** Opening Source information block **
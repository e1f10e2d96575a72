//! Scenario files.
//!
//! A scenario describes how the identity provider behaves and which host
//! events arrive, in order. Scenarios are TOML:
//!
//! ```toml
//! name = "missing-token-after-callback"
//! initial_url = "com.example.repro:/oauth2redirect?code=abc"
//!
//! [provider]
//! has_previous_sign_in = true
//! sign_in = [{ type = "success", email = "dev@example.com" }]
//! silent_sign_in = { type = "success", id_token = "eyJ.payload.sig" }
//!
//! [[events]]
//! event = "sign-in"
//!
//! [[events]]
//! event = "app-state"
//! state = "active"
//! ```

use std::path::Path;
use std::sync::Arc;

use serde::{Deserialize, Serialize};
use signin_repro_auth::{ProviderScript, ScriptedProvider, SignInOutcome};
use signin_repro_core::CallbackSource;

use crate::analytics::LocalAnalytics;
use crate::app::ReproApp;
use crate::error::{HarnessError, HarnessResult};
use crate::lifecycle::AppState;

/// A scripted repro session.
#[derive(Debug, Clone, Default, PartialEq, Eq, Serialize, Deserialize)]
#[serde(default)]
pub struct Scenario {
    /// Display name, defaults to the file stem.
    pub name: Option<String>,

    /// Free-form notes.
    pub description: Option<String>,

    /// URL the app was launched with.
    pub initial_url: Option<String>,

    /// Provider behavior.
    pub provider: ProviderScript,

    /// Analytics behavior.
    pub analytics: AnalyticsScript,

    /// Host events, applied in order.
    pub events: Vec<HostEvent>,
}

/// Analytics behavior in a scenario.
#[derive(Debug, Clone, Default, PartialEq, Eq, Serialize, Deserialize)]
#[serde(default)]
pub struct AnalyticsScript {
    /// When set, analytics calls fail with this message.
    pub failure: Option<String>,
}

/// Something that happens to the app.
#[derive(Debug, Clone, PartialEq, Eq, Serialize, Deserialize)]
#[serde(tag = "event", rename_all = "kebab-case")]
pub enum HostEvent {
    /// A URL event delivered while running.
    Url { url: String },
    /// A lifecycle transition.
    AppState { state: AppState },
    /// The sign-in button is pressed.
    SignIn,
    /// The "Clear Session" button is pressed.
    ClearSession,
    /// The "Clear Logs" button is pressed.
    ClearLogs,
}

impl HostEvent {
    /// Applies the event to `app`. Returns the outcome for sign-in presses.
    pub async fn apply(&self, app: &ReproApp) -> Option<SignInOutcome> {
        match self {
            Self::Url { url } => {
                app.incoming_url(CallbackSource::Event, Some(url));
                None
            }
            Self::AppState { state } => {
                app.app_state_changed(*state);
                None
            }
            Self::SignIn => app.press_sign_in().await,
            Self::ClearSession => {
                app.press_clear_session().await;
                None
            }
            Self::ClearLogs => {
                app.press_clear_logs();
                None
            }
        }
    }
}

impl Scenario {
    /// Loads a scenario file.
    pub fn load(path: &Path) -> HarnessResult<Self> {
        let content = std::fs::read_to_string(path).map_err(|e| {
            HarnessError::Scenario(format!("failed to read {}: {}", path.display(), e))
        })?;
        let mut scenario = Self::parse(&content)?;
        if scenario.name.is_none() {
            scenario.name = path
                .file_stem()
                .map(|stem| stem.to_string_lossy().into_owned());
        }
        Ok(scenario)
    }

    /// Parses a scenario from TOML text.
    pub fn parse(content: &str) -> HarnessResult<Self> {
        toml::from_str(content)
            .map_err(|e| HarnessError::Scenario(format!("failed to parse scenario: {}", e)))
    }

    /// Name for display.
    pub fn display_name(&self) -> &str {
        self.name.as_deref().unwrap_or("unnamed")
    }

    /// A fresh provider playing this scenario's script.
    pub fn provider(&self) -> Arc<ScriptedProvider> {
        Arc::new(ScriptedProvider::new(self.provider.clone()))
    }

    /// A fresh analytics backend for this scenario.
    pub fn analytics(&self) -> LocalAnalytics {
        match self.analytics.failure {
            Some(ref message) => LocalAnalytics::failing(message.clone()),
            None => LocalAnalytics::new(),
        }
    }
}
** Closing Source information block **
Goal of the exercise: Go through the entries above and count each line that contains the string "HarnessError". Reply only with the total.

Task response: 3